▸ **Prompt**
Would you filter the listing below so that only lines with the word "buffered" remain?
+ + + + +
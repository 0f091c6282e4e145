use crate::callbacks::UiSink;
use std::time::Duration;
use tokio::time::Instant;
use wardsim_core::{DiagnosisEntry, QuestionEntry, TurnSignal};

#[derive(Debug)]
enum ReleasePayload {
    TurnData {
        diagnoses: Option<Vec<DiagnosisEntry>>,
        questions: Option<Vec<QuestionEntry>>,
    },
    SimulationEnd,
}

#[derive(Debug)]
struct ScheduledRelease {
    at: Instant,
    payload: ReleasePayload,
}

/// Buffers clinical snapshots that arrive mid-turn and releases them only
/// after the turn boundary, further delayed until the turn's audio has
/// finished playing. The backend reports "turn done" before the user has
/// heard the audio out; reflowing the dashboard early would spoil the
/// still-playing utterance.
#[derive(Debug, Default)]
pub struct TurnCoordinator {
    pending_diagnoses: Option<Vec<DiagnosisEntry>>,
    pending_questions: Option<Vec<QuestionEntry>>,
    releases: Vec<ScheduledRelease>,
}

impl TurnCoordinator {
    pub fn new() -> Self {
        Self::default()
    }

    /// Latest-wins: a new snapshot overwrites whatever was pending.
    pub fn store_diagnoses(&mut self, diagnoses: Vec<DiagnosisEntry>) {
        tracing::debug!(count = diagnoses.len(), "buffered diagnoses until turn boundary");
        self.pending_diagnoses = Some(diagnoses);
    }

    pub fn store_questions(&mut self, questions: Vec<QuestionEntry>) {
        tracing::debug!(count = questions.len(), "buffered questions until turn boundary");
        self.pending_questions = Some(questions);
    }

    /// A turn finished. The signal goes out immediately; the pending data
    /// snapshots are taken now and emitted once `delay` (the remaining
    /// audio of this turn) has elapsed.
    pub fn on_turn_boundary(&mut self, delay: Duration, ui: &dyn UiSink) {
        ui.on_turn_cycle(TurnSignal::FinishCycle);

        let diagnoses = self.pending_diagnoses.take();
        let questions = self.pending_questions.take();
        if diagnoses.is_none() && questions.is_none() {
            tracing::debug!("turn boundary with nothing pending");
            return;
        }

        tracing::debug!(?delay, "scheduling clinical data release after audio");
        self.releases.push(ScheduledRelease {
            at: Instant::now() + delay,
            payload: ReleasePayload::TurnData {
                diagnoses,
                questions,
            },
        });
    }

    /// The simulation is over; the end signal itself waits for the audio.
    pub fn on_simulation_end(&mut self, delay: Duration) {
        tracing::debug!(?delay, "scheduling simulation-end signal after audio");
        self.releases.push(ScheduledRelease {
            at: Instant::now() + delay,
            payload: ReleasePayload::SimulationEnd,
        });
    }

    /// Fire every release whose time has come.
    pub fn poll(&mut self, now: Instant, ui: &dyn UiSink) {
        let mut i = 0;
        while i < self.releases.len() {
            if self.releases[i].at <= now {
                let release = self.releases.remove(i);
                Self::fire(release.payload, ui);
            } else {
                i += 1;
            }
        }
    }

    pub fn next_deadline(&self) -> Option<Instant> {
        self.releases.iter().map(|r| r.at).min()
    }

    /// Drop pending slots and cancel scheduled releases.
    pub fn clear(&mut self) {
        self.pending_diagnoses = None;
        self.pending_questions = None;
        self.releases.clear();
    }

    fn fire(payload: ReleasePayload, ui: &dyn UiSink) {
        match payload {
            ReleasePayload::TurnData {
                diagnoses,
                questions,
            } => {
                if let Some(diagnoses) = diagnoses {
                    tracing::debug!(count = diagnoses.len(), "applying diagnoses");
                    ui.on_diagnoses(&diagnoses);
                }
                if let Some(questions) = questions {
                    tracing::debug!(count = questions.len(), "applying questions");
                    ui.on_questions(&questions);
                }
            }
            ReleasePayload::SimulationEnd => {
                tracing::debug!("audio finished, signaling simulation end");
                ui.on_turn_cycle(TurnSignal::End);
            }
        }
    }
}
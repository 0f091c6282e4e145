use crate::error::ConfigError;
use regex::Regex;
use serde::Deserialize;
use std::path::Path;

#[derive(Debug, Deserialize, Clone, Default)]
pub struct AppConfig {
    #[serde(default)]
    pub general: GeneralConfig,

    #[serde(default)]
    pub audio: AudioConfig,

    #[serde(default)]
    pub sync: SyncConfig,

    #[serde(default)]
    pub session: SessionConfig,
}

#[derive(Debug, Deserialize, Clone)]
pub struct GeneralConfig {
    #[serde(default = "default_log_level")]
    pub log_level: String,
}

impl Default for GeneralConfig {
    fn default() -> Self {
        Self {
            log_level: default_log_level(),
        }
    }
}

#[derive(Debug, Deserialize, Clone)]
pub struct AudioConfig {
    #[serde(default = "default_device_name")]
    pub device_name: String,

    #[serde(default = "default_true")]
    pub enabled: bool,

    /// Sample rate of the backend's PCM payloads.
    #[serde(default = "default_sample_rate")]
    pub sample_rate: u32,

    #[serde(default = "default_buffer_size")]
    pub buffer_size: u32,

    /// How much scheduled-ahead audio the playback queue can hold.
    #[serde(default = "default_queue_secs")]
    pub queue_secs: u32,
}

impl Default for AudioConfig {
    fn default() -> Self {
        Self {
            device_name: default_device_name(),
            enabled: default_true(),
            sample_rate: default_sample_rate(),
            buffer_size: default_buffer_size(),
            queue_secs: default_queue_secs(),
        }
    }
}

#[derive(Debug, Deserialize, Clone)]
pub struct SyncConfig {
    /// How long a transcript waits for audio before being shown unsynced.
    #[serde(default = "default_grace_period_ms")]
    pub grace_period_ms: u64,

    /// Shortest re-check sleep when a display deadline has not quite been
    /// reached on the audio clock.
    #[serde(default = "default_min_wake_ms")]
    pub min_wake_ms: u64,
}

impl Default for SyncConfig {
    fn default() -> Self {
        Self {
            grace_period_ms: default_grace_period_ms(),
            min_wake_ms: default_min_wake_ms(),
        }
    }
}

#[derive(Debug, Deserialize, Clone)]
pub struct SessionConfig {
    #[serde(default = "default_patient_id")]
    pub patient_id: String,

    #[serde(default = "default_gender")]
    pub gender: String,
}

impl Default for SessionConfig {
    fn default() -> Self {
        Self {
            patient_id: default_patient_id(),
            gender: default_gender(),
        }
    }
}

fn default_log_level() -> String {
    "info".to_string()
}

fn default_device_name() -> String {
    "default".to_string()
}

fn default_true() -> bool {
    true
}

fn default_sample_rate() -> u32 {
    24000
}

fn default_buffer_size() -> u32 {
    1024
}

fn default_queue_secs() -> u32 {
    30
}

fn default_grace_period_ms() -> u64 {
    2000
}

fn default_min_wake_ms() -> u64 {
    10
}

fn default_patient_id() -> String {
    "p001".to_string()
}

fn default_gender() -> String {
    "female".to_string()
}

/// Interpolate `${VAR}` patterns with environment variable values.
fn interpolate_env_vars(input: &str) -> Result<String, ConfigError> {
    let re = Regex::new(r"\$\{([^}]+)\}").unwrap();
    let mut result = input.to_string();
    let mut errors = Vec::new();

    for cap in re.captures_iter(input) {
        let var_name = &cap[1];
        match std::env::var(var_name) {
            Ok(val) => {
                tracing::debug!(var = var_name, "interpolated environment variable");
                result = result.replace(&cap[0], &val);
            }
            Err(_) => {
                tracing::warn!(var = var_name, "environment variable not set");
                errors.push(var_name.to_string());
            }
        }
    }

    if let Some(first_missing) = errors.into_iter().next() {
        return Err(ConfigError::EnvVarNotFound(first_missing));
    }

    Ok(result)
}

impl AppConfig {
    /// Load configuration from a TOML file, with environment variable interpolation.
    pub fn load_from_file(path: &Path) -> Result<Self, ConfigError> {
        tracing::debug!(path = %path.display(), "loading configuration");
        let content = std::fs::read_to_string(path)?;
        let interpolated = interpolate_env_vars(&content)?;
        let config: AppConfig = toml::from_str(&interpolated)?;
        Ok(config)
    }

    /// Parse configuration from a TOML string (for testing).
    pub fn from_toml_str(s: &str) -> Result<Self, ConfigError> {
        let interpolated = interpolate_env_vars(s)?;
        let config: AppConfig = toml::from_str(&interpolated)?;
        Ok(config)
    }
}
use std::collections::HashMap;
use wardsim_audio::ChunkTiming;

/// Matches audio timing to transcripts that share a correlation id,
/// independent of arrival order. Only holds spans for audio that arrived
/// before its transcript; an entry is consumed by the first transcript
/// that claims it.
#[derive(Debug, Default)]
pub struct CorrelationStore {
    spans: HashMap<String, ChunkTiming>,
}

impl CorrelationStore {
    pub fn new() -> Self {
        Self::default()
    }

    /// Record a chunk's timing under `id`. A first chunk creates the span;
    /// later chunks only extend its end, the start stays fixed.
    pub fn record_timing(&mut self, id: &str, timing: ChunkTiming) {
        match self.spans.get_mut(id) {
            Some(span) => {
                span.end = timing.end;
                tracing::debug!(id, end = timing.end, "extended correlated audio span");
            }
            None => {
                self.spans.insert(id.to_string(), timing);
                tracing::debug!(id, start = timing.start, end = timing.end, "recorded audio before transcript");
            }
        }
    }

    /// Return and remove the span for `id`, if one exists.
    pub fn take_timing(&mut self, id: &str) -> Option<ChunkTiming> {
        self.spans.remove(id)
    }

    pub fn clear(&mut self) {
        self.spans.clear();
    }

    pub fn len(&self) -> usize {
        self.spans.len()
    }

    pub fn is_empty(&self) -> bool {
        self.spans.is_empty()
    }
}
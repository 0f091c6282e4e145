use crate::callbacks::UiSink;
use crate::correlation::CorrelationStore;
use crate::display::{DisplayScheduler, ReadyTranscript};
use crate::turns::TurnCoordinator;
use std::collections::VecDeque;
use std::sync::Arc;
use std::time::Duration;
use tokio::time::Instant;
use wardsim_audio::{decode_base64_pcm, AudioSink};
use wardsim_core::{
    AudioChunkEvent, ConnectionStatus, ProtocolError, SyncConfig, TranscriptEvent, TurnSignal,
    WireEvent,
};

const PARSE_FAILURE_CAPACITY: usize = 64;

/// A malformed frame kept for diagnostics; the raw payload is preserved.
#[derive(Debug, Clone, PartialEq)]
pub struct ParseFailure {
    pub raw: String,
    pub error: String,
}

#[derive(Debug)]
struct PendingTranscript {
    id: Option<String>,
    ready: ReadyTranscript,
}

#[derive(Debug)]
struct QueuedTranscript {
    id: Option<String>,
    ready: ReadyTranscript,
}

/// An absent id on either side matches anything. Safe while utterances are
/// strictly sequential; revisit if concurrent speakers ever become
/// possible.
fn ids_compatible(transcript_id: &Option<String>, audio_id: &Option<String>) -> bool {
    match (transcript_id, audio_id) {
        (Some(t), Some(a)) => t == a,
        _ => true,
    }
}

/// The synchronization engine: classifies inbound events and renders them
/// to the UI in strict audio-paced order, whatever order they arrive in.
///
/// All state lives here explicitly; `new`/`reset` are plain state
/// transitions, so the engine can be driven deterministically in tests
/// with a manual audio sink. One logical task mutates it (see
/// `SyncService`), so each handler runs to completion atomically.
pub struct SyncEngine {
    sink: Box<dyn AudioSink>,
    ui: Arc<dyn UiSink>,

    correlation: CorrelationStore,
    display: DisplayScheduler,
    turns: TurnCoordinator,

    /// Transcript waiting for its first audio chunk.
    pending: Option<PendingTranscript>,
    /// Transcript matched to audio; later chunks keep extending its
    /// show-at time until it is released.
    queued: Option<QueuedTranscript>,
    grace_deadline: Option<Instant>,

    grace_period: Duration,
    min_wake: Duration,
    parse_failures: VecDeque<ParseFailure>,
}

impl SyncEngine {
    pub fn new(sink: Box<dyn AudioSink>, ui: Arc<dyn UiSink>, config: &SyncConfig) -> Self {
        Self {
            sink,
            ui,
            correlation: CorrelationStore::new(),
            display: DisplayScheduler::new(),
            turns: TurnCoordinator::new(),
            pending: None,
            queued: None,
            grace_deadline: None,
            grace_period: Duration::from_millis(config.grace_period_ms),
            min_wake: Duration::from_millis(config.min_wake_ms),
            parse_failures: VecDeque::new(),
        }
    }

    /// Handle one raw inbound frame. Never fatal: unrecognized kinds are
    /// logged and dropped, malformed frames are kept for diagnostics and
    /// the stream continues.
    pub fn handle_raw(&mut self, raw: &str) {
        match WireEvent::parse(raw) {
            Ok(event) => self.handle_event(event),
            Err(ProtocolError::UnknownKind(kind)) => {
                tracing::warn!(kind = %kind, "unrecognized event kind, dropping");
            }
            Err(e) => {
                tracing::warn!(error = %e, "dropping malformed frame");
                self.record_failure(raw, e.to_string());
            }
        }
    }

    pub fn handle_event(&mut self, event: WireEvent) {
        match event {
            WireEvent::Transcript(t) => self.handle_transcript(t),
            WireEvent::Audio(a) => self.handle_audio(a),
            WireEvent::System { message } => self.ui.on_system(&message),
            WireEvent::Clinical(value) => self.ui.on_clinical(&value),
            WireEvent::Diagnosis(list) => self.turns.store_diagnoses(list),
            WireEvent::Questions(list) => self.turns.store_questions(list),
            WireEvent::Turn(TurnSignal::FinishCycle) => {
                let delay = self.audio_delay();
                self.turns.on_turn_boundary(delay, self.ui.as_ref());
            }
            WireEvent::Turn(TurnSignal::End) => {
                let delay = self.audio_delay();
                self.turns.on_simulation_end(delay);
            }
        }
    }

    fn handle_transcript(&mut self, t: TranscriptEvent) {
        self.grace_deadline = None;
        let ready = ReadyTranscript {
            speaker: t.speaker,
            text: t.text,
            highlights: t.highlights,
        };

        // Audio may already have arrived under this id; if so the span end
        // is the show-at time and the entry is consumed.
        if let Some(span) = t
            .id
            .as_deref()
            .and_then(|id| self.correlation.take_timing(id))
        {
            tracing::debug!(
                show_at = span.end,
                "transcript arrived after its audio, queuing at span end"
            );
            self.pending = None;
            self.queued = None;
            self.display.enqueue(ready, span.end);
            return;
        }

        if let Some(previous) = self.pending.take() {
            tracing::warn!(text = %previous.ready.text, "superseding transcript that never saw audio");
        }
        self.queued = None;
        self.pending = Some(PendingTranscript { id: t.id, ready });
        self.grace_deadline = Some(Instant::now() + self.grace_period);
    }

    fn handle_audio(&mut self, a: AudioChunkEvent) {
        let samples = match decode_base64_pcm(&a.data) {
            Ok(samples) => samples,
            Err(e) => {
                tracing::warn!(error = %e, "dropping undecodable audio chunk");
                self.record_failure(&a.data, e.to_string());
                return;
            }
        };

        let timing = self.sink.schedule_chunk(&samples);
        self.ui.on_audio(&a.data);

        let matches_pending = self
            .pending
            .as_ref()
            .is_some_and(|p| ids_compatible(&p.id, &a.id));
        let matches_queued = self
            .queued
            .as_ref()
            .is_some_and(|q| ids_compatible(&q.id, &a.id));

        let matched = if matches_pending {
            self.grace_deadline = None;
            if let Some(pending) = self.pending.take() {
                tracing::debug!("transcript matched to audio, showing after utterance ends");
                self.queued = Some(QueuedTranscript {
                    id: pending.id,
                    ready: pending.ready,
                });
            }
            true
        } else if matches_queued {
            tracing::debug!(end = timing.end, "additional chunk extends current utterance");
            true
        } else if let Some(id) = &a.id {
            // Audio before its transcript: remember the span for later.
            self.correlation.record_timing(id, timing);
            false
        } else {
            tracing::debug!("untagged audio with nothing pending, playback only");
            false
        };

        // Each matched chunk pushes the queued transcript's show-at out to
        // the new end time.
        if matched {
            if let Some(queued) = &self.queued {
                self.display.enqueue(queued.ready.clone(), timing.end);
            }
        }
    }

    /// Release everything that has come due: display items against the
    /// audio clock, the grace timeout, and delayed turn releases.
    pub fn poll(&mut self) {
        let released = self.display.release_due(self.sink.now(), self.ui.as_ref());
        if let Some(queued) = &self.queued {
            if released.iter().any(|text| *text == queued.ready.text) {
                self.queued = None;
            }
        }

        let now = Instant::now();
        if self.grace_deadline.is_some_and(|deadline| now >= deadline) {
            self.fire_grace();
        }

        self.turns.poll(now, self.ui.as_ref());
    }

    fn fire_grace(&mut self) {
        self.grace_deadline = None;
        if let Some(pending) = self.pending.take() {
            tracing::info!(
                text = %pending.ready.text,
                "no audio within grace period, showing transcript unsynced"
            );
            self.ui.on_transcript(
                pending.ready.speaker,
                &pending.ready.text,
                &pending.ready.highlights,
            );
        }
    }

    /// How long the driver may sleep before the next `poll`. `None` means
    /// nothing is scheduled and only a new event can create work.
    pub fn next_wake(&self) -> Option<Duration> {
        let now = Instant::now();
        let mut wake: Option<Duration> = None;

        if let Some(show_at) = self.display.next_deadline() {
            // The audio clock advances 1:1 with wall time while the device
            // is live; the driver re-checks on wake in case it lagged.
            let until = Duration::from_secs_f64((show_at - self.sink.now()).max(0.0));
            wake = Some(until);
        }
        if let Some(deadline) = self.grace_deadline {
            let until = deadline.saturating_duration_since(now);
            wake = Some(wake.map_or(until, |w| w.min(until)));
        }
        if let Some(deadline) = self.turns.next_deadline() {
            let until = deadline.saturating_duration_since(now);
            wake = Some(wake.map_or(until, |w| w.min(until)));
        }

        wake.map(|w| w.max(self.min_wake))
    }

    /// Remaining audio of the current turn, for delaying clinical updates.
    fn audio_delay(&self) -> Duration {
        Duration::from_secs_f64((self.sink.last_end() - self.sink.now()).max(0.0))
    }

    /// Report a transport status change. Going down clears all pending
    /// synchronization state; in-flight emissions are dropped, not
    /// completed.
    pub fn set_status(&mut self, status: ConnectionStatus) {
        self.ui.on_status(status);
        if matches!(
            status,
            ConnectionStatus::Disconnected | ConnectionStatus::Error
        ) {
            tracing::info!(?status, "transport down, clearing sync state");
            self.reset();
        }
    }

    /// Clear all queues, maps, pending slots and deadlines for a new
    /// session. Cancellation is synchronous: nothing fires after this.
    pub fn reset(&mut self) {
        self.correlation.clear();
        self.display.clear();
        self.turns.clear();
        self.pending = None;
        self.queued = None;
        self.grace_deadline = None;
        self.parse_failures.clear();
        self.sink.reset();
    }

    /// Malformed frames seen so far, oldest first.
    pub fn parse_failures(&self) -> impl Iterator<Item = &ParseFailure> {
        self.parse_failures.iter()
    }

    fn record_failure(&mut self, raw: &str, error: String) {
        if self.parse_failures.len() == PARSE_FAILURE_CAPACITY {
            self.parse_failures.pop_front();
        }
        self.parse_failures.push_back(ParseFailure {
            raw: raw.to_string(),
            error,
        });
    }
}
+ + + + +
▸ **Your response**
        tracing::debug!(count = diagnoses.len(), "buffered diagnoses until turn boundary");
        tracing::debug!(count = questions.len(), "buffered questions until turn boundary");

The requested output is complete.